Soon to be triple j breakfast co-host Abby Butler told a story about putting on Lily Allen’s 2025 album West End Girl for the first time, late one evening. As the title track washed over her, Abby, who normally isn’t one to examine lyrics too hard, was poleaxed by the unfolding story. So much so that she went and shook her partner awake:

“She going there! Lily Allen is actually going there!”

It doesn’t really matter whether you do or don’t know what Abby is talking about (although I know in my soul some of you will deep dive now – just because) If you are a music lover, chances are you will have encountered some song or album yourself where you have experienced a similar visceral response or epiphany and wanted to wake your beloved, best friend or the neighbours.

Tyrone Pynor, Abby’s best friend and co-host with her of triple j Drive, now breakfast, first heard Olivia Dean when he was host of triple j’s soul ctrl.  Via her 2023 debut album Messy, in fact before it was released, Tyrone felt that there was something special about the English singer songwriter. He was there from the beginning to later watching Olivia reach No 1 on 2025’s triple j Hottest 100 (and charts across the world) with Man I Need.

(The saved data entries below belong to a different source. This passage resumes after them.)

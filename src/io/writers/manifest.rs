use serde::{Deserialize, Serialize};
use std::path::Path;
use tracing::info;

use crate::core::params::{PNG_TARGETS, THEME_COLOR};
use crate::error::Result;

pub const MANIFEST_FILE_NAME: &str = "site.webmanifest";

/// Icon sizes advertised to installing browsers
const MANIFEST_ICON_SIZES: [u32; 2] = [192, 512];

#[derive(Debug, Clone, PartialEq, Eq, Serialize, Deserialize)]
pub struct ManifestIcon {
    pub src: String,
    pub sizes: String,
    #[serde(rename = "type")]
    pub mime_type: String,
}

/// Web app manifest; field order is the serialized key order
#[derive(Debug, Clone, PartialEq, Eq, Serialize, Deserialize)]
pub struct SiteManifest {
    pub name: String,
    pub short_name: String,
    pub icons: Vec<ManifestIcon>,
    pub theme_color: String,
    pub background_color: String,
    pub display: String,
}

impl SiteManifest {
    pub fn for_brand(brand: &str) -> Self {
        let icons = PNG_TARGETS
            .iter()
            .filter(|t| MANIFEST_ICON_SIZES.contains(&t.size))
            .map(|t| ManifestIcon {
                src: t.file_name(),
                sizes: format!("{}x{}", t.size, t.size),
                mime_type: "image/png".to_string(),
            })
            .collect();

        Self {
            name: brand.to_string(),
            short_name: brand.to_string(),
            icons,
            theme_color: THEME_COLOR.to_string(),
            background_color: THEME_COLOR.to_string(),
            display: "standalone".to_string(),
        }
    }

    /// Pretty JSON with two-space indentation and no trailing newline
    pub fn to_json(&self) -> Result<String> {
        Ok(serde_json::to_string_pretty(self)?)
    }
}

pub fn write_manifest(output: &Path, brand: &str) -> Result<()> {
    let json = SiteManifest::for_brand(brand).to_json()?;
    std::fs::write(output, json.as_bytes())?;
    info!("Wrote manifest for brand {:?}: {:?}", brand, output);
    Ok(())
}

#[cfg(test)]
mod tests {
    use super::*;

    #[test]
    fn manifest_lists_android_icons() {
        let manifest = SiteManifest::for_brand("Acme");
        let srcs: Vec<_> = manifest.icons.iter().map(|i| i.src.as_str()).collect();
        assert_eq!(
            srcs,
            vec!["android-chrome-192x192.png", "android-chrome-512x512.png"]
        );
        assert_eq!(manifest.icons[0].sizes, "192x192");
        assert_eq!(manifest.icons[1].sizes, "512x512");
        assert!(manifest.icons.iter().all(|i| i.mime_type == "image/png"));
    }

    #[test]
    fn manifest_bytes_are_stable() {
        let expected = r##"{
  "name": "Curelith",
  "short_name": "Curelith",
  "icons": [
    {
      "src": "android-chrome-192x192.png",
      "sizes": "192x192",
      "type": "image/png"
    },
    {
      "src": "android-chrome-512x512.png",
      "sizes": "512x512",
      "type": "image/png"
    }
  ],
  "theme_color": "#000000",
  "background_color": "#000000",
  "display": "standalone"
}"##;
        assert_eq!(SiteManifest::for_brand("Curelith").to_json().unwrap(), expected);
    }

    #[test]
    fn json_keys_keep_declared_order() {
        let json = SiteManifest::for_brand("Acme").to_json().unwrap();
        let order = [
            "\"name\"",
            "\"short_name\"",
            "\"icons\"",
            "\"theme_color\"",
            "\"background_color\"",
            "\"display\"",
        ];
        let positions: Vec<usize> = order.iter().map(|k| json.find(k).unwrap()).collect();
        assert!(positions.windows(2).all(|w| w[0] < w[1]), "{json}");
        assert!(json.contains("\"type\": \"image/png\""));
        assert!(json.starts_with("{\n  \"name\": \"Acme\""));
        assert!(!json.ends_with('\n'));
    }

    #[test]
    fn brand_is_json_escaped() {
        let json = SiteManifest::for_brand("Say \"hi\"").to_json().unwrap();
        let parsed: SiteManifest = serde_json::from_str(&json).unwrap();
        assert_eq!(parsed.name, "Say \"hi\"");
        assert_eq!(parsed.short_name, "Say \"hi\"");
    }
}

As someone said on Instagram:

‘Never doubt a Tyrone tip.’

I’ve been following Abby & Tyrone, like Tyrone followed Olivia Dean, for years, and with hopefully the same sort of outcome.

Among the many, many things I like about them is that they both worked their arses off to get to this position and look with a kind of awe, respect and deep appreciation toward predecessors like Wil and Adam, Helen Razor and Mikey Robbins, and particularly Matt Okine and Alex Dyson who Abby would schedule her day around circa 2016.

Triple j breakfast is truly national and has shaped the music listening habits of young Australians for fifty years. But in recent times the impact, reach and ratings of the station has significantly declined.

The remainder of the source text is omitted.